Soon enough, there are expectations involved;
your own and possibly other collaborators you’ve brought along with you.
If you turn your back on the project mid-way, it’s not just yourself you’re letting down,
it’s those other people too.
That puts you in a difficult position:
you must either stick with the project you don’t love and waste your own time,
or give it up, knowing you have wasted others.

Giving up on projects halfway is a practice I don’t like to keep.
An unfinished project has a corrosive effect on one’s self-esteem.
It makes you feel like a failure.
It makes you question your own judgment.
Over time, you may even wonder whether you are capable of completing anything at all!

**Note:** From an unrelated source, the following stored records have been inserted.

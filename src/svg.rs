//! SVG visualization of a computed board plan.
//!
//! Draws the viewport, every seat slot, and an orientation glyph per seat
//! (an "F" — unambiguous under rotation), with a caption describing the
//! plan. Debugging and documentation aid only; the planner never needs it.
//!
//! # Example
//!
//! ```
//! use tableplan::{plan_board, svg::render_board_svg};
//!
//! let plan = plan_board(false, 4, 400.0, 800.0, 8.0);
//! let svg = render_board_svg(&plan, 400.0, 800.0, 8.0);
//! assert!(svg.starts_with("<svg"));
//! ```

use crate::plan::{BoardPlan, CircularPlan, Direction};
use crate::rotation::Rotation;
use crate::upright::UprightPlan;

/// Maximum pixel extent of the rendered panel on either axis.
const MAX_PANEL: f64 = 400.0;
/// Margin around the panel.
const MARGIN: f64 = 24.0;
/// Height of the caption line above the panel.
const CAPTION_H: f64 = 20.0;

/// One seat slot ready to draw, in unscaled viewport coordinates.
struct Slot {
    x: f64,
    y: f64,
    w: f64,
    h: f64,
    rotation: Rotation,
    /// Logical seat index shown next to the glyph.
    seat: usize,
}

/// Render a complete SVG document for a plan computed from the given
/// viewport and padding.
///
/// The viewport and padding are the same values passed to the planner; the
/// plan itself only carries main-axis sizes.
pub fn render_board_svg(plan: &BoardPlan, max_width: f32, max_height: f32, padding: f32) -> String {
    let (slots, content_w, content_h, caption) = match plan {
        BoardPlan::Circular(board) => circular_slots(board, max_width, max_height, padding),
        BoardPlan::Upright(grid) => upright_slots(grid, max_width, padding),
        BoardPlan::Fallback => (
            Vec::new(),
            max_width.max(1.0) as f64,
            max_height.max(1.0) as f64,
            String::from("fallback · free wrap"),
        ),
    };
    render_document(
        &slots,
        content_w,
        content_h,
        max_width as f64,
        max_height as f64,
        &caption,
    )
}

fn circular_slots(
    board: &CircularPlan,
    max_width: f32,
    max_height: f32,
    padding: f32,
) -> (Vec<Slot>, f64, f64, String) {
    // Cross-axis extent comes from the viewport; main-axis from the plan.
    let cross = match board.direction {
        Direction::Vertical => max_width,
        Direction::Horizontal => max_height,
    } as f64;
    let main: f64 = board.main_extent() as f64;
    let pad = padding as f64;

    let mut slots = Vec::new();
    let mut offset = 0.0f64;
    let mut slot_index = 0usize;
    for (row, &size) in board.topology.iter().zip(&board.row_sizes) {
        let thickness = size as f64;
        let seats = row.seat_count();
        let seat_cross = cross / seats as f64;
        for (i, &rotation) in row.rotations().iter().enumerate() {
            // Horizontal boards are the vertical-first layout turned a
            // quarter: the row stack runs along x and every seat picks up
            // an extra quarter turn.
            let (x, y, w, h, rotation) = match board.direction {
                Direction::Vertical => (
                    seat_cross * i as f64 + pad,
                    offset + pad,
                    seat_cross - 2.0 * pad,
                    thickness - 2.0 * pad,
                    rotation,
                ),
                Direction::Horizontal => (
                    offset + pad,
                    seat_cross * i as f64 + pad,
                    thickness - 2.0 * pad,
                    seat_cross - 2.0 * pad,
                    rotation.compose(Rotation::Quarter),
                ),
            };
            slots.push(Slot {
                x,
                y,
                w,
                h,
                rotation,
                seat: board.order.slot_order[slot_index],
            });
            slot_index += 1;
        }
        offset += thickness;
    }

    let (content_w, content_h) = match board.direction {
        Direction::Vertical => (cross, main),
        Direction::Horizontal => (main, cross),
    };
    let caption = format!(
        "circular · {:?} · {} seats{}",
        board.direction,
        board.seat_count(),
        if board.overflowed { " · overflow" } else { "" }
    );
    (slots, content_w, content_h, caption)
}

fn upright_slots(
    grid: &UprightPlan,
    max_width: f32,
    padding: f32,
) -> (Vec<Slot>, f64, f64, String) {
    let pad = padding as f64;
    let cell_w = max_width as f64 / grid.items_per_row as f64;
    let cell_h = grid.row_height as f64;

    let mut slots = Vec::new();
    for seat in 0..grid.item_count {
        let col = seat % grid.items_per_row;
        let row = seat / grid.items_per_row;
        slots.push(Slot {
            x: cell_w * col as f64 + pad,
            y: cell_h * row as f64 + pad,
            w: cell_w - 2.0 * pad,
            h: cell_h - 2.0 * pad,
            rotation: Rotation::None,
            seat,
        });
    }
    let caption = format!(
        "upright · {}x{} · {} seats{}",
        grid.row_count,
        grid.items_per_row,
        grid.item_count,
        if grid.overflowed { " · overflow" } else { "" }
    );
    (slots, max_width as f64, grid.total_height() as f64, caption)
}

fn render_document(
    slots: &[Slot],
    content_w: f64,
    content_h: f64,
    viewport_w: f64,
    viewport_h: f64,
    caption: &str,
) -> String {
    // Content may exceed the viewport when overflowing; scale whichever
    // bounding box is larger down to the panel.
    let bound_w = content_w.max(viewport_w).max(1.0);
    let bound_h = content_h.max(viewport_h).max(1.0);
    let scale = (MAX_PANEL / bound_w).min(MAX_PANEL / bound_h);

    let total_w = bound_w * scale + 2.0 * MARGIN;
    let total_h = bound_h * scale + 2.0 * MARGIN + CAPTION_H;
    let ox = MARGIN;
    let oy = MARGIN + CAPTION_H;

    let mut svg = String::with_capacity(2048);
    svg.push_str(&format!(
        r#"<svg xmlns="http://www.w3.org/2000/svg" width="{}" height="{}" viewBox="0 0 {:.1} {:.1}">"#,
        total_w as u32, total_h as u32, total_w, total_h
    ));
    svg.push('\n');
    svg.push_str(
        r#"<style>
  text { font-family: "Consolas", "DejaVu Sans Mono", monospace; }
  .caption { font-size: 13px; font-weight: bold; fill: #333; }
  .seat-label { font-size: 10px; fill: #666; }
  .glyph { font-size: 18px; fill: #2c6faa; }
  .viewport { fill: none; stroke: #999; stroke-width: 1; stroke-dasharray: 5,3; }
  .slot { fill: #e8f0f8; stroke: #2c6faa; stroke-width: 1; }
</style>
"#,
    );

    svg.push_str(&format!(
        r#"<text x="{:.1}" y="{}" class="caption">{caption}</text>"#,
        ox,
        MARGIN - 6.0 + CAPTION_H,
    ));
    svg.push('\n');

    // Viewport outline.
    svg.push_str(&format!(
        r#"<rect x="{:.1}" y="{:.1}" width="{:.1}" height="{:.1}" class="viewport"/>"#,
        ox,
        oy,
        viewport_w * scale,
        viewport_h * scale
    ));
    svg.push('\n');

    for slot in slots {
        let (x, y) = (ox + slot.x * scale, oy + slot.y * scale);
        let (w, h) = (slot.w.max(0.0) * scale, slot.h.max(0.0) * scale);
        svg.push_str(&format!(
            r#"<rect x="{x:.1}" y="{y:.1}" width="{w:.1}" height="{h:.1}" class="slot" rx="3"/>"#,
        ));
        svg.push('\n');
        let (cx, cy) = (x + w / 2.0, y + h / 2.0);
        svg.push_str(&format!(
            r#"<text x="{cx:.1}" y="{:.1}" class="glyph" text-anchor="middle" transform="rotate({} {cx:.1} {cy:.1})">F</text>"#,
            cy + 6.0,
            slot.rotation.degrees(),
        ));
        svg.push('\n');
        svg.push_str(&format!(
            r#"<text x="{:.1}" y="{:.1}" class="seat-label">{}</text>"#,
            x + 4.0,
            y + 12.0,
            slot.seat + 1,
        ));
        svg.push('\n');
    }

    svg.push_str("</svg>\n");
    svg
}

The more projects you walk away from mid-way,
the more it destroys your confidence.
Soon, others will lose confidence in you also.
They will see you trying things, and giving up all the time,
and they themselves will hesitate to follow your lead,
or get excited for you,
since it seems like a waste of time and energy for them to do so.

To avoid this effect, I recommend evaluating projects by the COMMIT OR QUIT method I have outlined in the previous post.

This often requires you wait til you have enough information about the project to make such an assessment.

Starting projects quietly seems like a good idea. More on this in the next post…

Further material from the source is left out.